> [WORK REQUIRED]: Down to the last line, output the records below exactly.

(Beginning of RECORDS SHOWN)

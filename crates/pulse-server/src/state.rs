//! Application state.

use std::sync::Arc;

use pulse_cache::{CacheConfig, DurableStore, FetchCache, WritePolicy};
use pulse_core::{CacheKey, PulseError};
use pulse_sampler::RateSampler;
use tracing::info;

use crate::datasets::{DatasetLoader, Sources};
use crate::settings::{DurableSettings, Settings, TtlSettings, WalletConfig, WalletList};

/// Application state shared across all handlers.
#[derive(Clone)]
pub struct AppState {
    datasets: DatasetLoader,
    sampler: Arc<RateSampler>,
    wallets: Arc<WalletList>,
}

impl AppState {
    pub fn new(datasets: DatasetLoader, sampler: Arc<RateSampler>, wallets: WalletList) -> Self {
        Self {
            datasets,
            sampler,
            wallets: Arc::new(wallets),
        }
    }

    /// Wires the cache and loader from `settings`.
    pub fn from_settings(
        settings: &Settings,
        sources: Sources,
        store: Option<Arc<dyn DurableStore>>,
        sampler: Arc<RateSampler>,
    ) -> Result<Self, PulseError> {
        let cache = build_cache(&settings.cache, &settings.durable, &settings.wallets, store)?;
        let datasets = DatasetLoader::new(cache, sources, settings.ttl.clone());
        Ok(Self::new(datasets, sampler, settings.wallets.clone()))
    }

    pub fn datasets(&self) -> &DatasetLoader {
        &self.datasets
    }

    pub fn cache(&self) -> &FetchCache {
        self.datasets.cache()
    }

    pub fn ttl(&self) -> &TtlSettings {
        self.datasets.ttl()
    }

    pub fn sampler(&self) -> &Arc<RateSampler> {
        &self.sampler
    }

    pub fn wallets(&self) -> &WalletList {
        &self.wallets
    }

    /// Finds a tracked wallet by name.
    pub fn wallet(&self, name: &str) -> Option<&WalletConfig> {
        self.wallets.find(name)
    }
}

/// Builds the fetch cache.
///
/// With a store and durability enabled, every wallet key is backed by the
/// store and only snapshots with a positive balance are persisted.
pub fn build_cache(
    config: &CacheConfig,
    durable: &DurableSettings,
    wallets: &WalletList,
    store: Option<Arc<dyn DurableStore>>,
) -> Result<FetchCache, PulseError> {
    let mut builder = FetchCache::builder(config.clone());

    let Some(store) = store.filter(|_| durable.enabled) else {
        info!("Durable store disabled, wallets are cached in memory only");
        return Ok(builder.build());
    };

    info!(store = store.name(), wallets = wallets.len(), "Wallet keys backed by durable store");
    builder = builder.durable_store(store);
    for wallet in wallets.iter() {
        builder = builder.policy(
            CacheKey::wallet(&wallet.name)?,
            WritePolicy::positive_field(durable.max_age(), "balance"),
        );
    }

    Ok(builder.build())
}
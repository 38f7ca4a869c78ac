//! Pulse Server - HTTP API for the dashboard.
//!
//! Serves cached datasets from the MultiversX and CoinMarketCap APIs, the
//! live TPS estimate, health and Prometheus metrics.

pub mod datasets;
pub mod error;
pub mod handlers;
pub mod metrics;
pub mod middleware;
pub mod server;
pub mod settings;
pub mod state;
pub mod warmer;

pub use datasets::{Dataset, DatasetLoader, LoadError, Sources};
pub use error::AppError;
pub use handlers::health::HealthResponse;
pub use server::{create_router, serve};
pub use settings::{Settings, WalletConfig, WalletList};
pub use state::{AppState, build_cache};
pub use warmer::{WalletWarmer, WarmReport};

/// Returns the crate version.
pub fn version() -> &'static str {
    env!("CARGO_PKG_VERSION")
}
//! # Pulse Sources
//!
//! HTTP clients for the remote APIs behind the dashboard.
//!
//! - [`MultiversxClient`]: network stats, staking, transactions, exchange
//!   wallets and the block window used by the rate sampler
//! - [`CoinMarketCapClient`]: quotes, price history and exchange volumes
//!
//! Both are reached through the [`NetworkApi`] and [`MarketApi`] traits so
//! the server can be tested against stubs.

pub mod api;
pub mod coinmarketcap;
pub mod error;
mod http;
pub mod model;
pub mod multiversx;

// Re-exports
pub use api::{MarketApi, NetworkApi};
pub use coinmarketcap::{CoinMarketCapClient, CoinMarketCapConfig};
pub use error::SourceError;
pub use model::{
    DailyFlow, Direction, ExchangeVolume, MarketData, NetworkStats, PricePoint, StakingStats,
    TransactionSummary, Transfer, WalletSnapshot,
};
pub use multiversx::{MultiversxClient, MultiversxConfig};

(End of RECORDS SHOWN)

> [RESULT OF THE EXERCISE]:
filename crates/pulse-server/src/state.rs
//! Application state.

use std::sync::Arc;

use pulse_cache::{CacheConfig, DurableStore, FetchCache, WritePolicy};
use pulse_core::{CacheKey, PulseError};
use pulse_sampler::RateSampler;
use tracing::info;

use crate::datasets::{DatasetLoader, Sources};
use crate::settings::{DurableSettings, Settings, TtlSettings, WalletConfig, WalletList};

/// Application state shared across all handlers.
#[derive(Clone)]
pub struct AppState {
    datasets: DatasetLoader,
    sampler: Arc<RateSampler>,
    wallets: Arc<WalletList>,
}

impl AppState {
    pub fn new(datasets: DatasetLoader, sampler: Arc<RateSampler>, wallets: WalletList) -> Self {
        Self {
            datasets,
            sampler,
            wallets: Arc::new(wallets),
        }
    }

    /// Wires the cache and loader from `settings`.
    pub fn from_settings(
        settings: &Settings,
        sources: Sources,
        store: Option<Arc<dyn DurableStore>>,
        sampler: Arc<RateSampler>,
    ) -> Result<Self, PulseError> {
        let cache = build_cache(&settings.cache, &settings.durable, &settings.wallets, store)?;
        let datasets = DatasetLoader::new(cache, sources, settings.ttl.clone());
        Ok(Self::new(datasets, sampler, settings.wallets.clone()))
    }

    pub fn datasets(&self) -> &DatasetLoader {
        &self.datasets
    }

    pub fn cache(&self) -> &FetchCache {
        self.datasets.cache()
    }

    pub fn ttl(&self) -> &TtlSettings {
        self.datasets.ttl()
    }

    pub fn sampler(&self) -> &Arc<RateSampler> {
        &self.sampler
    }

    pub fn wallets(&self) -> &WalletList {
        &self.wallets
    }

    /// Finds a tracked wallet by name.
    pub fn wallet(&self, name: &str) -> Option<&WalletConfig> {
        self.wallets.find(name)
    }
}

/// Builds the fetch cache.
///
/// With a store and durability enabled, every wallet key is backed by the
/// store and only snapshots with a positive balance are persisted.
pub fn build_cache(
    config: &CacheConfig,
    durable: &DurableSettings,
    wallets: &WalletList,
    store: Option<Arc<dyn DurableStore>>,
) -> Result<FetchCache, PulseError> {
    let mut builder = FetchCache::builder(config.clone());

    let Some(store) = store.filter(|_| durable.enabled) else {
        info!("Durable store disabled, wallets are cached in memory only");
        return Ok(builder.build());
    };

    info!(store = store.name(), wallets = wallets.len(), "Wallet keys backed by durable store");
    builder = builder.durable_store(store);
    for wallet in wallets.iter() {
        builder = builder.policy(
            CacheKey::wallet(&wallet.name)?,
            WritePolicy::positive_field(durable.max_age(), "balance"),
        );
    }

    Ok(builder.build())
}
repository 38f7ca4a869c78ac
//! Pulse Server - HTTP API for the dashboard.
//!
//! Serves cached datasets from the MultiversX and CoinMarketCap APIs, the
//! live TPS estimate, health and Prometheus metrics.

pub mod datasets;
pub mod error;
pub mod handlers;
pub mod metrics;
pub mod middleware;
pub mod server;
pub mod settings;
pub mod state;
pub mod warmer;

pub use datasets::{Dataset, DatasetLoader, LoadError, Sources};
pub use error::AppError;
pub use handlers::health::HealthResponse;
pub use server::{create_router, serve};
pub use settings::{Settings, WalletConfig, WalletList};
pub use state::{AppState, build_cache};
pub use warmer::{WalletWarmer, WarmReport};

/// Returns the crate version.
pub fn version() -> &'static str {
    env!("CARGO_PKG_VERSION")
}
//! # Pulse Sources
//!
//! HTTP clients for the remote APIs behind the dashboard.
//!
//! - [`MultiversxClient`]: network stats, staking, transactions, exchange
//!   wallets and the block window used by the rate sampler
//! - [`CoinMarketCapClient`]: quotes, price history and exchange volumes
//!
//! Both are reached through the [`NetworkApi`] and [`MarketApi`] traits so
//! the server can be tested against stubs.

pub mod api;
pub mod coinmarketcap;
pub mod error;
mod http;
pub mod model;
pub mod multiversx;

// Re-exports
pub use api::{MarketApi, NetworkApi};
pub use coinmarketcap::{CoinMarketCapClient, CoinMarketCapConfig};
pub use error::SourceError;
pub use model::{
    DailyFlow, Direction, ExchangeVolume, MarketData, NetworkStats, PricePoint, StakingStats,
    TransactionSummary, Transfer, WalletSnapshot,
};
pub use multiversx::{MultiversxClient, MultiversxConfig};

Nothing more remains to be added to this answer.